RECORDS PROVIDED
....
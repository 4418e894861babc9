use std::pin::Pin;
use std::task::{Context, Poll};

use tokio::io::{self, AsyncRead, AsyncWrite, ReadBuf};

use super::traits::UniqueID;

/// Large read buffering helps reduce syscalls with little trade-off. TLS
/// always does "small" reads in 16k (TLS record size) so a sizeable L4
/// read buffer helps a lot.
pub const BUF_READ_SIZE: usize = 64 * 1024;

/// A trait object requirement for anything that can stand in as one side
/// of a proxied connection: a plain TCP socket, a TLS server stream
/// (client-facing MITM termination), or a TLS client stream (MITM'd
/// upstream connection).
pub trait StreamRules: AsyncRead + AsyncWrite + UniqueID + Unpin + Send + Sync {}

impl<T> StreamRules for T where T: AsyncRead + AsyncWrite + UniqueID + Unpin + Send + Sync {}

/// A concrete type for one half of a proxied connection, type-erased so
/// that handlers don't need to be generic over Tcp vs TlsStream.
pub struct Stream(Box<dyn StreamRules>);

impl Stream {
    pub fn new(inner: impl StreamRules + 'static) -> Self {
        Stream(Box::new(inner))
    }
}

impl UniqueID for Stream {
    fn id(&self) -> i32 {
        self.0.id()
    }
}

impl AsyncRead for Stream {
    fn poll_read(
        mut self: Pin<&mut Self>,
        cx: &mut Context<'_>,
        buf: &mut ReadBuf<'_>,
    ) -> Poll<io::Result<()>> {
        Pin::new(&mut *self.0).poll_read(cx, buf)
    }
}

impl AsyncWrite for Stream {
    fn poll_write(
        mut self: Pin<&mut Self>,
        cx: &mut Context<'_>,
        buf: &[u8],
    ) -> Poll<io::Result<usize>> {
        Pin::new(&mut *self.0).poll_write(cx, buf)
    }

    fn poll_flush(mut self: Pin<&mut Self>, cx: &mut Context<'_>) -> Poll<io::Result<()>> {
        Pin::new(&mut *self.0).poll_flush(cx)
    }

    fn poll_shutdown(mut self: Pin<&mut Self>, cx: &mut Context<'_>) -> Poll<io::Result<()>> {
        Pin::new(&mut *self.0).poll_shutdown(cx)
    }

    fn is_write_vectored(&self) -> bool {
        self.0.is_write_vectored()
    }
}
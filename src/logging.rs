//! Logging setup using `tracing` + `tracing-subscriber`.
//!
//! Priority for determining the filter:
//! 1. `--log-level` CLI flag (if provided)
//! 2. `BVS_LOG` environment variable, in `EnvFilter` syntax
//!    (e.g. "debug", "bvs::gates=trace")
//! 3. `debug` with `--verbose`, otherwise `info`
//!
//! Logs go to stderr so stdout stays machine-readable.

use anyhow::{Result, anyhow};
use clap::ValueEnum;
use tracing_subscriber::{EnvFilter, fmt, layer::SubscriberExt, util::SubscriberInitExt};

/// Environment variable holding the log filter.
pub const LOG_ENV: &str = "BVS_LOG";

#[derive(Debug, Clone, Copy, PartialEq, Eq, ValueEnum)]
pub enum LogLevel {
    Error,
    Warn,
    Info,
    Debug,
    Trace,
}

impl LogLevel {
    pub fn as_str(&self) -> &'static str {
        match self {
            LogLevel::Error => "error",
            LogLevel::Warn => "warn",
            LogLevel::Info => "info",
            LogLevel::Debug => "debug",
            LogLevel::Trace => "trace",
        }
    }
}

/// Initialise the global logging subscriber. Call once at startup.
pub fn init_logging(cli_level: Option<LogLevel>, verbose: bool) -> Result<()> {
    let env_value = std::env::var(LOG_ENV).ok();
    let filter = build_filter(cli_level, env_value.as_deref(), verbose);

    tracing_subscriber::registry()
        .with(filter)
        .with(
            fmt::layer()
                .with_writer(std::io::stderr)
                .with_target(true)
                .compact(),
        )
        .try_init()
        .map_err(|e| anyhow!("Failed to initialise logging: {}", e))
}

fn build_filter(cli_level: Option<LogLevel>, env_value: Option<&str>, verbose: bool) -> EnvFilter {
    if let Some(level) = cli_level {
        return EnvFilter::new(level.as_str());
    }
    if let Some(value) = env_value
        && let Ok(filter) = EnvFilter::try_new(value)
    {
        return filter;
    }
    EnvFilter::new(if verbose { "debug" } else { "info" })
}
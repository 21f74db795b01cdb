//! Per-section fix-attempt ledger.
//!
//! One [`FixAttempt`] is appended for every failed gate run of a section.
//! The ledger and the skipped set live for the lifetime of the tracker and
//! are only cleared by [`FixAttemptTracker::reset_fix_attempts`].

use bvs_common::{FixAttempt, FixAttemptError, FixGateType, GateKind, QualityGateResult};
use chrono::Utc;
use std::collections::{HashMap, HashSet};
use std::sync::{Mutex, MutexGuard};
use tracing::{info, warn};

#[derive(Debug, Default)]
struct Ledger {
    attempts: HashMap<String, Vec<FixAttempt>>,
    skipped: HashSet<String>,
}

/// Records failed gate runs and enforces the attempt ceiling.
///
/// Writers to different sections are independent. Two concurrent writers to
/// the same section must be serialized by the caller.
#[derive(Debug)]
pub struct FixAttemptTracker {
    max_attempts: u32,
    allow_skip: bool,
    ledger: Mutex<Ledger>,
}

impl FixAttemptTracker {
    pub fn new(max_attempts: u32, allow_skip: bool) -> Self {
        Self {
            max_attempts,
            allow_skip,
            ledger: Mutex::new(Ledger::default()),
        }
    }

    pub fn max_attempts(&self) -> u32 {
        self.max_attempts
    }

    fn ledger(&self) -> MutexGuard<'_, Ledger> {
        // The ledger holds plain data, so a poisoned lock is still usable
        self.ledger.lock().unwrap_or_else(|e| e.into_inner())
    }

    /// Append an attempt for a failed result.
    ///
    /// Returns `None` and records nothing when the result passed.
    pub fn record(&self, section_id: &str, result: &QualityGateResult) -> Option<FixAttempt> {
        let gate_type = primary_gate_type(result)?;
        let errors = collect_errors(result);

        let mut ledger = self.ledger();
        let entries = ledger.attempts.entry(section_id.to_string()).or_default();
        let attempt = FixAttempt {
            section_id: section_id.to_string(),
            attempt: entries.len() as u32 + 1,
            gate_type,
            errors,
            timestamp: Utc::now(),
        };
        entries.push(attempt.clone());

        if attempt.attempt >= self.max_attempts {
            warn!(
                section = section_id,
                attempt = attempt.attempt,
                max = self.max_attempts,
                "fix attempts exhausted"
            );
        } else {
            info!(
                section = section_id,
                attempt = attempt.attempt,
                gate = %gate_type,
                errors = attempt.errors.len(),
                "recorded fix attempt"
            );
        }

        Some(attempt)
    }

    pub fn get_fix_attempt_count(&self, section_id: &str) -> u32 {
        self.ledger()
            .attempts
            .get(section_id)
            .map_or(0, |entries| entries.len() as u32)
    }

    pub fn is_max_attempts_exceeded(&self, section_id: &str) -> bool {
        self.get_fix_attempt_count(section_id) >= self.max_attempts
    }

    /// Recorded attempts for a section, oldest first.
    pub fn attempts(&self, section_id: &str) -> Vec<FixAttempt> {
        self.ledger()
            .attempts
            .get(section_id)
            .cloned()
            .unwrap_or_default()
    }

    /// Mark a section's gate as skipped. Only succeeds when skipping is allowed.
    pub fn skip_gate(&self, section_id: &str) -> bool {
        if !self.allow_skip {
            warn!(section = section_id, "skipping gates is not allowed");
            return false;
        }
        self.ledger().skipped.insert(section_id.to_string());
        info!(section = section_id, "gate skipped");
        true
    }

    pub fn is_skipped(&self, section_id: &str) -> bool {
        self.ledger().skipped.contains(section_id)
    }

    /// Clear both the attempts and the skipped flag for a section.
    pub fn reset_fix_attempts(&self, section_id: &str) {
        let mut ledger = self.ledger();
        ledger.attempts.remove(section_id);
        ledger.skipped.remove(section_id);
    }
}

/// Single label for a failed run: typecheck > lint > build > tests, with
/// build reported as typecheck.
fn primary_gate_type(result: &QualityGateResult) -> Option<FixGateType> {
    if result.passed {
        return None;
    }
    let failed = |kind: GateKind| !result.check(kind).passed;
    let label = if failed(GateKind::Typecheck) {
        FixGateType::Typecheck
    } else if failed(GateKind::Lint) {
        FixGateType::Lint
    } else if failed(GateKind::Build) {
        FixGateType::Typecheck
    } else {
        // Only tests (or an aggregate flagged failed by e2e) remain
        FixGateType::Tests
    };
    Some(label)
}

fn collect_errors(result: &QualityGateResult) -> Vec<FixAttemptError> {
    let mut errors = Vec::new();

    for kind in [GateKind::Typecheck, GateKind::Lint] {
        let check = result.check(kind);
        if check.passed {
            continue;
        }
        errors.extend(check.errors().map(|issue| {
            FixAttemptError::new(issue.file.clone().unwrap_or_default(), issue.message.clone())
        }));
    }

    if !result.build.passed {
        errors.extend(
            result
                .build
                .issues
                .iter()
                .map(|issue| FixAttemptError::new("build", issue.message.clone())),
        );
    }

    if !result.tests.passed {
        errors.extend(result.tests.issues.iter().map(|failure| {
            let message = match &failure.detail {
                Some(detail) => format!("{}: {}", failure.message, detail),
                None => failure.message.clone(),
            };
            FixAttemptError::new(failure.file.as_deref().unwrap_or("unknown"), message)
        }));
    }

    errors
}

#[cfg(test)]
mod tests {
    use super::*;
    use bvs_common::{CheckResult, GateIssue, Severity};
    use std::time::Duration;

    fn check(kind: GateKind, passed: bool, issues: Vec<GateIssue>) -> CheckResult {
        CheckResult {
            kind,
            passed,
            skipped: false,
            issues,
            summary: None,
            duration: Duration::from_millis(10),
            command: kind.to_string(),
            output: String::new(),
        }
    }

    fn result(checks: Vec<CheckResult>) -> QualityGateResult {
        QualityGateResult::from_checks(checks, Duration::from_millis(40))
    }

    fn scenario_four() -> QualityGateResult {
        result(vec![
            check(
                GateKind::Typecheck,
                false,
                vec![
                    GateIssue::at("src/a.ts", 1, 1, Severity::Error, "Type mismatch"),
                    GateIssue::at("src/b.ts", 2, 3, Severity::Error, "Cannot find name"),
                ],
            ),
            check(GateKind::Lint, true, vec![]),
            check(GateKind::Build, true, vec![]),
            check(
                GateKind::Tests,
                false,
                vec![GateIssue {
                    file: Some("src/a.test.ts".to_string()),
                    message: "adds numbers".to_string(),
                    ..Default::default()
                }],
            ),
        ])
    }

    #[test]
    fn test_record_combines_failing_gates() {
        let tracker = FixAttemptTracker::new(3, false);
        let gate = scenario_four();
        assert!(!gate.passed);

        let attempt = tracker.record("section-1", &gate).unwrap();
        assert_eq!(attempt.attempt, 1);
        assert_eq!(attempt.gate_type, FixGateType::Typecheck);
        assert_eq!(
            attempt.errors,
            vec![
                FixAttemptError::new("src/a.ts", "Type mismatch"),
                FixAttemptError::new("src/b.ts", "Cannot find name"),
                FixAttemptError::new("src/a.test.ts", "adds numbers"),
            ]
        );
        assert_eq!(tracker.get_fix_attempt_count("section-1"), 1);
    }

    #[test]
    fn test_passing_result_is_not_recorded() {
        let tracker = FixAttemptTracker::new(3, false);
        assert!(tracker.record("s", &result(vec![])).is_none());
        assert_eq!(tracker.get_fix_attempt_count("s"), 0);
    }

    #[test]
    fn test_build_failure_is_labelled_typecheck() {
        let gate = result(vec![check(
            GateKind::Build,
            false,
            vec![GateIssue::message("Cannot find module 'react'")],
        )]);
        let attempt = FixAttemptTracker::new(3, false).record("s", &gate).unwrap();

        assert_eq!(attempt.gate_type, FixGateType::Typecheck);
        assert_eq!(
            attempt.errors,
            vec![FixAttemptError::new("build", "Cannot find module 'react'")]
        );
    }

    #[test]
    fn test_lint_outranks_build() {
        let gate = result(vec![
            check(GateKind::Lint, false, vec![]),
            check(GateKind::Build, false, vec![]),
        ]);
        let attempt = FixAttemptTracker::new(3, false).record("s", &gate).unwrap();
        assert_eq!(attempt.gate_type, FixGateType::Lint);
    }

    #[test]
    fn test_tests_only_failure() {
        let gate = result(vec![check(
            GateKind::Tests,
            false,
            vec![GateIssue::message("loads config").with_detail("expected true")],
        )]);
        let attempt = FixAttemptTracker::new(3, false).record("s", &gate).unwrap();

        assert_eq!(attempt.gate_type, FixGateType::Tests);
        assert_eq!(
            attempt.errors,
            vec![FixAttemptError::new("unknown", "loads config: expected true")]
        );
    }

    #[test]
    fn test_lint_warnings_are_not_collected() {
        let gate = result(vec![check(
            GateKind::Lint,
            false,
            vec![
                GateIssue::at("a.ts", 1, 1, Severity::Error, "bad"),
                GateIssue::at("a.ts", 2, 1, Severity::Warning, "meh"),
            ],
        )]);
        let attempt = FixAttemptTracker::new(3, false).record("s", &gate).unwrap();
        assert_eq!(attempt.errors, vec![FixAttemptError::new("a.ts", "bad")]);
    }

    #[test]
    fn test_max_attempts() {
        let tracker = FixAttemptTracker::new(2, false);
        let gate = scenario_four();

        tracker.record("s", &gate);
        assert!(!tracker.is_max_attempts_exceeded("s"));
        let second = tracker.record("s", &gate).unwrap();
        assert_eq!(second.attempt, 2);
        assert!(tracker.is_max_attempts_exceeded("s"));
        assert!(!tracker.is_max_attempts_exceeded("other"));
    }

    #[test]
    fn test_sections_are_independent() {
        let tracker = FixAttemptTracker::new(3, false);
        let gate = scenario_four();
        tracker.record("a", &gate);
        tracker.record("a", &gate);
        tracker.record("b", &gate);

        assert_eq!(tracker.get_fix_attempt_count("a"), 2);
        assert_eq!(tracker.get_fix_attempt_count("b"), 1);
        assert_eq!(tracker.attempts("b")[0].attempt, 1);
    }

    #[test]
    fn test_skip_requires_permission() {
        let strict = FixAttemptTracker::new(3, false);
        assert!(!strict.skip_gate("s"));
        assert!(!strict.is_skipped("s"));

        let lenient = FixAttemptTracker::new(3, true);
        assert!(lenient.skip_gate("s"));
        assert!(lenient.is_skipped("s"));
    }

    #[test]
    fn test_reset_clears_attempts_and_skip() {
        let tracker = FixAttemptTracker::new(3, true);
        tracker.record("s", &scenario_four());
        tracker.skip_gate("s");

        tracker.reset_fix_attempts("s");
        assert_eq!(tracker.get_fix_attempt_count("s"), 0);
        assert!(tracker.attempts("s").is_empty());
        assert!(!tracker.is_skipped("s"));

        let again = tracker.record("s", &scenario_four()).unwrap();
        assert_eq!(again.attempt, 1);
    }
}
....
WHAT THE TASK ASKS
Look above for the line that contains "ledger.skipped.remove(section_id);". Starting there, transcribe every line exactly until you have copied the line that contains "fn primary_gate_type(result: &QualityGateResult)".

SOLUTION TO THIS EXERCISE
        ledger.skipped.remove(section_id);
    }
}

/// Single label for a failed run: typecheck > lint > build > tests, with
/// build reported as typecheck.
fn primary_gate_type(result: &QualityGateResult) -> Option<FixGateType> {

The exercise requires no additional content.